Groundhog Day is a peasant

Groundhog Day dictionary entry
The definition of Groundhog Day from Webster’s Unabridged Dictionary

For whatever it’s worth – Happy Groundhog Day!

But in reality, this so-called holiday is a waste of ink on calendars. How much stock should one really put in the prognostication of a furry little rodent? Regardless of whether he sees his shadow, there will be six more weeks of winter, no matter what, whether you live in Palm Springs, California or Fargo, North Dakota. It’ll be a different variety of winter depending on your location (for instance sunny and mild in Palm Springs and bitter cold in Fargo), but it will be winter just the same.

The movie of the same name is better than the holiday, I would argue. The 1993 Bill Murray classic will never lose its luster. How can you go wrong with a movie in which the main character electrocutes himself in a bathtub then later drives off a cliff in a truck (with the furry little rodent in the cab with him, incidentally) only to somehow reincarnate himself the next morning, waking up to the same ol’ Sunny and Cher song both times? The movie also educated Americans about the holiday. Before the movie came out, how many of you knew there was a groundhog named Punxsutawney Phil who is the prognosticating rodent of record when it comes to the holiday? I know I didn’t. Additionally, how many other movies have provided Americans with new lexicon, in this case a phrase that is almost universally understood when a day one has experienced felt just the same as the previous day (and the day before it . . .). I’ve said, and thought on numerous occasions, “This day feels like Groundhog Day.” C’mon, I know many of you have felt the same, right?

Anyway, in my estimation, if I were to rank the holidays in order of importance, Groundhog Day would be at or near the bottom. It would be a peasant.

I actually did take a page out of this blog’s namesake and wrote a poem (included below) a while back ranking holidays by their commercialism and popularity. While the poem doesn’t include Groundhog Day, just imagine it before or after Columbus Day, because that’s where it should be.
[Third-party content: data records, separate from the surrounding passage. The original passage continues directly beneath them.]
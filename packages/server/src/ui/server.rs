//! Server execution logic.

use std::{future::Future, sync::Arc};

use axum::{Router, middleware, routing::get};
use chatroom_shared::time::{Clock, SystemClock};
use tokio::net::TcpListener;
use tower_http::trace::TraceLayer;

use crate::{config::ServerConfig, infrastructure::store::SqliteStoreProvider};

use super::{
    handler::{health_check, not_found},
    room::RoomDirectory,
    shim::chat_shim,
    signal::shutdown_signal,
    state::AppState,
};

pub type ServerError = Box<dyn std::error::Error + Send + Sync>;

/// Host application router with the chat shim in front of it.
///
/// The bundled host only serves `/api/health`; every other non-chat path
/// falls through to 404.
pub fn build_app(state: Arc<AppState>) -> Router {
    Router::new()
        .route("/api/health", get(health_check))
        .fallback(not_found)
        .layer(middleware::from_fn_with_state(state, chat_shim))
        .layer(TraceLayer::new_for_http())
}

/// WebSocket chat server
///
/// # Example
///
/// ```ignore
/// let server = Server::new(ServerConfig {
///     host: "127.0.0.1".to_string(),
///     port: 8080,
///     store_root: StoreRoot::Directory("data".into()),
///     room: RoomConfig::default(),
///     session: SessionLimits::default(),
/// });
/// server.run().await?;
/// ```
pub struct Server {
    config: ServerConfig,
    /// RoomDirectory（プロジェクトごとのルーム管理）
    directory: Arc<RoomDirectory>,
}

impl Server {
    pub fn new(config: ServerConfig) -> Self {
        Self::with_clock(config, Arc::new(SystemClock))
    }

    /// Create a server whose rooms stamp messages with `clock`
    pub fn with_clock(config: ServerConfig, clock: Arc<dyn Clock>) -> Self {
        let provider = Arc::new(SqliteStoreProvider::new(config.store_root.clone()));
        let directory = Arc::new(RoomDirectory::new(
            provider,
            config.room,
            config.session,
            clock,
        ));
        Self { config, directory }
    }

    pub fn directory(&self) -> Arc<RoomDirectory> {
        self.directory.clone()
    }

    /// Bind to the configured address and serve until Ctrl+C or SIGTERM
    ///
    /// # Errors
    ///
    /// Returns an error if the server fails to bind to the configured address
    /// or if there's an error during server execution.
    pub async fn run(self) -> Result<(), ServerError> {
        let listener = TcpListener::bind(self.config.bind_addr()).await?;
        self.serve(listener, shutdown_signal()).await
    }

    /// Serve on an already bound listener until `shutdown` resolves
    pub async fn serve<F>(self, listener: TcpListener, shutdown: F) -> Result<(), ServerError>
    where
        F: Future<Output = ()> + Send + 'static,
    {
        let state = Arc::new(AppState {
            directory: self.directory,
        });
        let app = build_app(state);

        let local_addr = listener.local_addr()?;
        tracing::info!("Chat server listening on {}", local_addr);
        tracing::info!("Connect to: ws://{}/projects/{{projectId}}/chat", local_addr);
        tracing::info!("Press Ctrl+C to shutdown gracefully");

        axum::serve(listener, app)
            .with_graceful_shutdown(shutdown)
            .await?;

        tracing::info!("Server shutdown complete");

        Ok(())
    }
}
And once again, Happy Groundhog Day. May you have six more weeks of the variety of winter your region is bound to experience no matter if a groundhog in Pennsylvania sees its shadow or not.

Holiday Hierarchy

By Reuben Wadsworth

If the holidays formed a monarchy

Christmas would be king

music and movies spew from it

like an effervescent spring

 

Its commercialism is unreal

a downright modern scourge

arriving earlier every year

in need of a massive purge

 

Its major theme is light

emanating from up above

A symbol of hope and faith

and unconditional love

 

While its sentiments are pure

as honey or morning dew

on its gilded surface

lies a facade that is untrue

 

Halloween would be its queen

proof that opposites attract

since darkness is its major theme

an undisputable fact

 

Consumers are also a force that drives

Halloween’s grandiose tale

of witches, ghosts and monsters,

undead and freakishly pale

 

Buying costumes and candy

to satisfy their young

who parade the streets like vultures

seeking sweet carcasses far-flung

 

Valentine’s Day would be the prince

and first in line for the throne

the purchase of chocolate and roses

at the heart of this day love is shown

 

Easter would be a princess

second in the pecking order

with consumers rabid for eggs

on a timetable that’s a little shorter

 

The dukes would be three days

Memorial, July 4th,  and Labor

They tend to make big bangs

the start, middle and end of a warmer phase

 

Merchandise for these is sparser

than the aforementioned four

instead they breed parades and barbecues

with less time spent at the store

 

Thanksgiving would be a step child

perhaps third in line, if that

forgotten between its neighbors

eating without worrying about the fat

 

New Years would be an in-law

riding the coattails of Green and Red

with its resolutions quickly broken

while vices are well fed

 

MLK and Presidents days would be gentlemen

days off with little at stake

restful without much tradition

like checkpoints before Spring Break

 

St. Patricks and April Fools, court jesters

days for our mere pleasures

wearing green and playing jokes

their merchandise, hardly treasures

 

Columbus Day would be a peasant

Rarely mentioned and no day off

The accomplishments of its namesake

These days can elicit a scoff

 

An American holiday for a man

who never touched foot on U.S. soil

whose brash and haughty actions

could easily make blood boil

 

Each holiday brings its joy or pain

its setbacks, memories, and dreams

whatever your king, queen, or peasant

may most of your holidays be pleasant

WRITER’S NOTE: Wadsworth Longfellow will make it a tradition to provide a special blog entry with commentary on every holiday, beginning today with Groundhog Day.